Transforming the health of El Paso through triathlon
From the moment she finished her first triathlon, Gabriela Gallegos was hooked. The sense of joy that washed over her as she achieved her goal was “transformative,” says Gallegos, who joined the faculty of UTHealth School of Public Health in El Paso in February.
“I didn’t come from an athletic background at all. The exhilaration of crossing that finish line…was one of those types of personal accomplishments that become very few and far between as you get further into your professional life,” she recalls.
Inspired, Gallegos signed up for more races and longer distances, eventually founding an event production business in her hometown of El Paso, Texas, because she hoped to offer others a high-quality race experience and shift El Paso’s culture toward more active living. One of her races, the all-female Mighty Mujer Triathlon, has grown into a four-city series. Because of the COVID-19 pandemic, one of this year’s events, held July 25-26, will be a virtual race with participants running and cycling on their own course. Once participants have completed their distance, they submit their times and pictures online.

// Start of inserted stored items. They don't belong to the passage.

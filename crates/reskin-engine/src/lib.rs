//! Phase engines for reskin
//!
//! Drives one redesign project from imported captures to a coherent set of
//! restyled screens: the 14-slot anchor protocol with its validation gates,
//! batched propagation, state variants and the coherence loop. Everything is
//! reached through [`PipelineHandle`].

pub mod anchors;
pub mod classify;
pub mod coherence;
mod handle;
pub mod inputs;
pub mod prompts;
pub mod propagation;
pub mod reports;
pub mod retry;
pub mod scoring;
pub mod states;
pub mod style;
mod summary;

pub use anchors::{Anchor, AnchorSet, AnchorType, AnchoringOutcome, SLOT_COUNT, ValidationReport};
pub use classify::{ScreenType, classify};
pub use coherence::{
    CoherenceOutcome, CoherencePolicy, CoherenceReport, OutlierInfo, PassSummary,
    REGENERATION_STRENGTH, RegenerationRecord,
};
pub use handle::{PipelineHandle, RunReport};
pub use inputs::{AuditDocument, CaptureDocument, CapturedScreen};
pub use propagation::{PropagatedScreen, PropagationReport};
pub use scoring::{
    CoherenceItem, DeviationAssessment, DeviationScorer, FileSizeProxy, HeuristicScorer,
    OutlierReason, SimilarityProxy,
};
pub use states::{StateKind, StateVariant, StatesReport};
pub use style::{Palette, StyleConfig, StyleContext};
pub use summary::PhaseSummary;

#[cfg(test)]
pub(crate) mod test_fixtures {
    use std::sync::Arc;

    use camino::Utf8PathBuf;
    use tempfile::TempDir;

    use reskin_config::{ApprovalMode, Config};
    use reskin_generation::{GenerationBackend, StubBackend};
    use reskin_utils::paths::ProjectPaths;
    use reskin_utils::test_support::png_fixture;
    use reskin_utils::types::Viewport;

    use crate::PipelineHandle;

    /// Captured screens in capture order.
    pub(crate) const SCREEN_IDS: [&str; 4] = ["home", "dashboard", "orders", "settings"];

    const CAPTURES: &str = r#"{
        "source_url": "https://shop.example.test",
        "screens": [
            {"id": "home", "name": "Home", "flow": "browse", "source_path": "home.png"},
            {"id": "dashboard", "name": "Dashboard", "source_path": "dashboard.png"},
            {"id": "orders", "name": "Order list", "source_path": "orders.png"},
            {"id": "settings", "name": "Account settings", "source_path": "settings.png"}
        ]
    }"#;

    const AUDIT: &str = r#"{
        "screens": {
            "home": [
                "Increase contrast on secondary text",
                "Make the primary call to action more prominent"
            ],
            "orders": ["Increase contrast on secondary text", "Add column sorting"],
            "settings": ["Group related options"]
        }
    }"#;

    pub(crate) struct Fixture {
        pub handle: PipelineHandle,
        inbox: Utf8PathBuf,
        _temp: TempDir,
    }

    impl Fixture {
        pub fn capture_path(&self, screen_id: &str) -> Utf8PathBuf {
            self.inbox.join(format!("{screen_id}.png"))
        }
    }

    /// Initialized project with captures and audit imported.
    pub(crate) fn prepared_handle() -> Fixture {
        prepared_handle_with(Config::minimal_for_testing(), |viewport| {
            Arc::new(StubBackend::new(viewport))
        })
    }

    pub(crate) fn prepared_handle_with<F>(config: Config, backend: F) -> Fixture
    where
        F: FnOnce(Viewport) -> Arc<dyn GenerationBackend>,
    {
        let temp = TempDir::new().unwrap();
        let base = Utf8PathBuf::from_path_buf(temp.path().to_path_buf()).unwrap();
        let inbox = base.join("inbox");
        std::fs::create_dir_all(&inbox).unwrap();
        for id in SCREEN_IDS {
            std::fs::write(inbox.join(format!("{id}.png")), png_fixture(1440, 900)).unwrap();
        }
        std::fs::write(inbox.join("captures.json"), CAPTURES).unwrap();
        std::fs::write(inbox.join("audit.json"), AUDIT).unwrap();

        let backend = backend(config.viewport());
        let paths = ProjectPaths::new(base.join("demo"));
        let handle = PipelineHandle::with_backend(paths, "demo", config, backend).unwrap();
        handle.init("").unwrap();
        handle.import_captures(&inbox.join("captures.json")).unwrap();
        handle.import_audit(&inbox.join("audit.json")).unwrap();

        Fixture {
            handle,
            inbox,
            _temp: temp,
        }
    }

    /// Prepared project with all anchors approved and anchoring complete.
    pub(crate) async fn anchored_handle() -> Fixture {
        anchored_handle_with(Config::minimal_for_testing()).await
    }

    pub(crate) async fn anchored_handle_with(mut config: Config) -> Fixture {
        config.defaults.approval_mode = Some(ApprovalMode::Auto);
        let fixture = prepared_handle_with(config, |viewport| Arc::new(StubBackend::new(viewport)));
        fixture.handle.run_anchoring().await.unwrap();
        fixture.handle.complete_anchoring().unwrap();
        fixture
    }
}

“Virtual races have been a great opportunity for participants to set a physical activity goal and work toward it,” Gallegos says “The connectedness that comes from knowing that hundreds of others across the community, and country, are biking and running during the same period and toward the same goal is another critical aspect the event.”

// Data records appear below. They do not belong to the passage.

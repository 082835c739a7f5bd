//! State variants (loading, empty, error, success) of propagated screens.
//!
//! Batches the same way propagation does, with one unit per successful
//! screen and state, in screen order then state order.

use std::collections::BTreeMap;
use std::fmt;

use camino::Utf8PathBuf;
use futures::future::join_all;
use serde::{Deserialize, Serialize};
use strum::{EnumIter, IntoEnumIterator};
use tracing::{debug, info};

use reskin_manifest::PhaseUpdate;
use reskin_utils::error::{PhaseError, ReskinError};
use reskin_utils::logging::PhaseTimer;
use reskin_utils::types::{PhaseId, PhaseStatus, Viewport};

use crate::classify::ScreenType;
use crate::handle::PipelineHandle;
use crate::prompts::{EscalationLadder, state_prompt};
use crate::propagation::{PropagatedScreen, PropagationReport, RestyleJob};
use crate::reports::{read_report, write_report};
use crate::retry::RetryPolicy;
use crate::style::StyleContext;
use crate::summary::PhaseSummary;

#[derive(
    Debug, Clone, Copy, PartialEq, Eq, Hash, PartialOrd, Ord, Serialize, Deserialize, EnumIter,
)]
#[serde(rename_all = "snake_case")]
pub enum StateKind {
    Loading,
    Empty,
    Error,
    Success,
}

impl StateKind {
    #[must_use]
    pub const fn as_str(&self) -> &'static str {
        match self {
            Self::Loading => "loading",
            Self::Empty => "empty",
            Self::Error => "error",
            Self::Success => "success",
        }
    }

    #[must_use]
    pub const fn strength(&self) -> f64 {
        match self {
            Self::Loading | Self::Success => 0.50,
            Self::Empty | Self::Error => 0.55,
        }
    }
}

impl fmt::Display for StateKind {
    fn fmt(&self, f: &mut fmt::Formatter<'_>) -> fmt::Result {
        f.write_str(self.as_str())
    }
}

#[derive(Debug, Clone, PartialEq, Serialize, Deserialize)]
pub struct StateVariant {
    pub screen_id: String,
    pub screen_name: String,
    pub screen_type: ScreenType,
    pub state: StateKind,
    /// The propagated screen this variant was edited from
    pub base_path: String,
    pub output_path: String,
    pub success: bool,
    pub attempts: u32,
    pub cost: f64,
    pub strength: f64,
    #[serde(default, skip_serializing_if = "Option::is_none")]
    pub error: Option<String>,
    pub batch: usize,
}

impl StateVariant {
    #[must_use]
    pub fn item_id(&self) -> String {
        format!("{}-{}", self.screen_id, self.state)
    }
}

#[derive(Debug, Clone, Default, PartialEq, Serialize, Deserialize)]
pub struct StatesTotals {
    pub total: usize,
    pub succeeded: usize,
    pub failed: usize,
    pub total_cost: f64,
    pub success_rate_by_state: BTreeMap<String, f64>,
}

#[derive(Debug, Clone, Default, PartialEq, Serialize, Deserialize)]
pub struct StatesReport {
    pub variants: Vec<StateVariant>,
    pub summary: StatesTotals,
}

impl StatesReport {
    pub fn refresh_summary(&mut self) {
        let mut by_state: BTreeMap<String, (usize, usize)> = BTreeMap::new();
        for v in &self.variants {
            let entry = by_state.entry(v.state.to_string()).or_default();
            entry.0 += 1;
            if v.success {
                entry.1 += 1;
            }
        }
        let succeeded = self.variants.iter().filter(|v| v.success).count();
        self.summary = StatesTotals {
            total: self.variants.len(),
            succeeded,
            failed: self.variants.len() - succeeded,
            total_cost: self.variants.iter().map(|v| v.cost).sum(),
            success_rate_by_state: by_state
                .into_iter()
                .map(|(s, (n, ok))| (s, ok as f64 / n as f64))
                .collect(),
        };
    }
}

impl PipelineHandle {
    /// Generate every state variant of every successfully propagated screen.
    pub async fn run_states(&self) -> Result<PhaseSummary, ReskinError> {
        self.run_states_limited(None).await
    }

    /// Generate at most `max_batches` more batches of state variants.
    ///
    /// # Errors
    ///
    /// `NoValidatedAnchors`, or `NoSuccessfulScreens` when propagation left
    /// nothing to build variants from.
    pub async fn run_states_limited(
        &self,
        max_batches: Option<usize>,
    ) -> Result<PhaseSummary, ReskinError> {
        let phase = PhaseId::States;
        let mut manifest = self.manifest()?;
        let report_path = self.paths().states_report();

        if manifest.status(phase) == PhaseStatus::Complete {
            let report: StatesReport = read_report(&report_path)?.unwrap_or_default();
            return Ok(states_summary(&report, PhaseStatus::Complete, report.summary.total)
                .with_detail("already complete"));
        }
        manifest.ensure_can_start(phase)?;

        let anchors = self.validated_anchor_paths()?;
        if anchors.is_empty() {
            return Err(PhaseError::NoValidatedAnchors { phase }.into());
        }
        let propagated: PropagationReport =
            read_report(&self.paths().propagation_report())?.unwrap_or_default();
        let units: Vec<(&PropagatedScreen, StateKind)> = propagated
            .successful()
            .flat_map(|screen| StateKind::iter().map(move |state| (screen, state)))
            .collect();
        if units.is_empty() {
            return Err(PhaseError::NoSuccessfulScreens { phase }.into());
        }
        let style = self.load_style()?;

        if manifest.status(phase) == PhaseStatus::Failed {
            manifest.reopen(phase);
        }
        let total = units.len();
        if manifest.status(phase) != PhaseStatus::InProgress {
            manifest.transition(phase, PhaseStatus::InProgress, PhaseUpdate::total(total))?;
            self.save(&manifest)?;
        }

        let timer = PhaseTimer::start(self.project_id(), phase.as_str());
        let batch_size = self.config().state_batch_size().max(1);
        let batch_count = total.div_ceil(batch_size);
        let cursor = manifest.phase(phase).batch_cursor;

        let mut report: StatesReport = read_report(&report_path)?.unwrap_or_default();
        report.variants.retain(|v| v.batch < cursor);

        let viewport = manifest.viewport;
        let policy = self.propagation_policy();
        let mut ran = 0;
        for (batch, chunk) in units.chunks(batch_size).enumerate().skip(cursor) {
            if max_batches.is_some_and(|max| ran >= max) {
                break;
            }
            debug!(batch, variants = chunk.len(), "Generating state batch");
            let results = join_all(chunk.iter().map(|(screen, state)| {
                self.generate_variant(screen, *state, batch, &style, &anchors, viewport, policy)
            }))
            .await;
            report.variants.extend(results);
            report.refresh_summary();

            write_report(&report_path, &report)?;
            manifest.checkpoint(phase, batch + 1, report.variants.len())?;
            self.save(&manifest)?;
            info!(
                project_id = %self.project_id(),
                batch = batch + 1,
                of = batch_count,
                succeeded = report.summary.succeeded,
                "State batch committed"
            );
            ran += 1;
        }

        let committed = manifest.phase(phase).batch_cursor;
        if committed < batch_count {
            return Ok(states_summary(&report, PhaseStatus::InProgress, total)
                .with_detail(format!("{committed} of {batch_count} batches committed")));
        }

        manifest.transition(
            phase,
            PhaseStatus::Complete,
            PhaseUpdate::none().with_items_completed(report.variants.len()),
        )?;
        self.save(&manifest)?;
        timer.complete();
        Ok(states_summary(&report, PhaseStatus::Complete, total))
    }

    #[allow(clippy::too_many_arguments)]
    async fn generate_variant(
        &self,
        screen: &PropagatedScreen,
        state: StateKind,
        batch: usize,
        style: &StyleContext,
        anchors: &[Utf8PathBuf],
        viewport: Viewport,
        policy: RetryPolicy,
    ) -> StateVariant {
        let base = self.paths().resolve(&screen.output_path);
        let output = self.paths().state_variant(&screen.screen_id, state.as_str());
        let ladder = EscalationLadder::new(state_prompt(&screen.name, state, style), style);

        let result = self
            .restyle(RestyleJob {
                item: format!("{}-{state}", screen.screen_id),
                base,
                output: output.clone(),
                strength: state.strength(),
                ladder,
                policy,
                references: anchors,
                viewport,
            })
            .await;

        StateVariant {
            screen_id: screen.screen_id.clone(),
            screen_name: screen.name.clone(),
            screen_type: screen.screen_type,
            state,
            base_path: screen.output_path.clone(),
            output_path: self.paths().relative(&output),
            success: result.success,
            attempts: result.attempts,
            cost: result.cost,
            strength: state.strength(),
            error: result.error,
            batch,
        }
    }
}

fn states_summary(report: &StatesReport, status: PhaseStatus, total: usize) -> PhaseSummary {
    PhaseSummary {
        items_total: total,
        succeeded: report.summary.succeeded,
        failed: report.summary.failed,
        cost: report.summary.total_cost,
        ..PhaseSummary::new(PhaseId::States, status)
    }
}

At UTHealth School of Public Health, Gallegos is drawing on her triathlon expertise, and her background in law and policy, to put healthy food and active lifestyles within the reach of El Pasoans. She’s also a member of the UTHealth Center for Community Health Impact, recently established by Leah Whigham, PhD, to reduce the community’s burden of chronic diseases such as diabetes and obesity.

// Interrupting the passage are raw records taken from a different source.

//! Image-generation backends for reskin
//!
//! Every provider implements [`GenerationBackend`], so the engines drive any
//! service (or the offline stub) without knowing its wire format. Use
//! [`from_config`] to build the backend named by the `[generation]` section.

mod budgeted_backend;
mod http_backend;
mod http_client;
mod stub_backend;
mod types;

use std::sync::Arc;

pub use budgeted_backend::BudgetedBackend;
pub use http_backend::{HttpImageBackend, from_data_uri, to_data_uri};
pub use reskin_utils::error::GenerationError;
pub use stub_backend::{STUB_IMAGE_BYTES, StubBackend};
pub use types::{
    CostModel, EditRequest, GenerateRequest, GenerationBackend, GenerationOptions,
    GenerationOutput, ImageRef, MAX_REFERENCES,
};

use reskin_config::Config;

/// Construct the backend for a provider name, without the budget wrapper.
///
/// # Errors
///
/// Returns `GenerationError::Unsupported` for unknown providers and
/// `GenerationError::Misconfiguration` for invalid provider settings.
fn construct_backend_for_provider(
    provider: &str,
    config: &Config,
) -> Result<Arc<dyn GenerationBackend>, GenerationError> {
    match provider {
        "stub" => Ok(Arc::new(StubBackend::new(config.viewport()))),
        "http" => Ok(Arc::new(HttpImageBackend::new_from_config(config)?)),
        unknown => Err(GenerationError::Unsupported(format!(
            "Unknown generation provider '{unknown}'. Supported providers: http, stub."
        ))),
    }
}

/// Create a generation backend from configuration.
///
/// When `[generation] budget` is set the backend is wrapped in a
/// [`BudgetedBackend`].
///
/// # Errors
///
/// Returns `GenerationError::Unsupported` if the provider is unknown and
/// `GenerationError::Misconfiguration` if its settings are incomplete.
pub fn from_config(config: &Config) -> Result<Arc<dyn GenerationBackend>, GenerationError> {
    let backend = construct_backend_for_provider(config.provider(), config)?;
    match config.generation.budget {
        Some(limit) => Ok(Arc::new(BudgetedBackend::new(backend, limit))),
        None => Ok(backend),
    }
}

#[cfg(test)]
mod tests {
    use super::*;

    #[tokio::test]
    async fn test_from_config_stub_with_budget() {
        let mut config = Config::minimal_for_testing();
        config.generation.budget = Some(1);
        let backend = from_config(&config).unwrap();
        assert_eq!(backend.name(), "stub");

        let options = GenerationOptions::for_viewport(config.viewport());
        let req = GenerateRequest::new("hero", 1, options);
        assert!(backend.generate(req.clone()).await.is_ok());
        assert!(matches!(
            backend.generate(req).await,
            Err(GenerationError::BudgetExceeded { .. })
        ));
    }

    #[test]
    fn test_from_config_unknown_provider() {
        let mut config = Config::minimal_for_testing();
        config.generation.provider = Some("carrier-pigeon".to_string());
        assert!(matches!(
            from_config(&config),
            Err(GenerationError::Unsupported(_))
        ));
    }

    #[test]
    fn test_from_config_http_without_endpoint() {
        let mut config = Config::minimal_for_testing();
        config.generation.provider = Some("http".to_string());
        assert!(matches!(
            from_config(&config),
            Err(GenerationError::Misconfiguration(_))
        ));
    }
}
//! Project manifest for reskin
//!
//! The manifest is the single source of truth for pipeline progress: phase
//! statuses, batch cursors, and the validation gate the pipeline is waiting on.
//! It is an explicit value that callers mutate through the state-machine
//! methods and then persist with [`ManifestStore::save`].

mod model;
mod state_machine;
mod store;

pub use model::{
    Gate, GateKind, GateResponse, MANIFEST_SCHEMA_VERSION, Manifest, PendingGate, PhaseState,
    PhaseUpdate,
};
pub use state_machine::is_legal_transition;
pub use store::ManifestStore;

“I’ve been looking for the right way to use all the experience I’ve developed as a social entrepreneur and take that to the next level with policy and program development through UTHealth School of Public Health,” Gallegos says.
Gallegos grew up in El Paso and San Antonio, and has always considered El Paso her home. After high school, she went to Cornell University for her Bachelor of Arts in government and philosophy, and then on to the University of California Berkley for graduate degrees in public policy and law. She practiced law in the appellate section of Vinson & Elkins, LLP’s Dallas office before returning to El Paso in 2008.
Over the past decade, Gallegos built a successful race and endurance events company, Race El Paso, and she now serves on the Board of USA Triathlon, the sport’s national governing body. She’s currently helping El Paso County launch a Healthy Food Financing Initiative. Backed by $1 million in funding, the initiative will increase access to healthy and affordable foods in underserved communities by providing grants and loans for the development and expansion of food retail and food retail infrastructure projects. El Paso County is the first county in the country to launch a program of this kind.
“In light of the pandemic, the need for physical activity and healthy lifestyle initiatives is more important than ever,” Gallegos says. “El Paso is a medically underserved area, and high rates of diabetes, obesity, and other diet-related diseases make our population especially vulnerable to the virus. There are so many opportunities to do good work in the community, as well as research, and help shift the culture towards healthier habits.”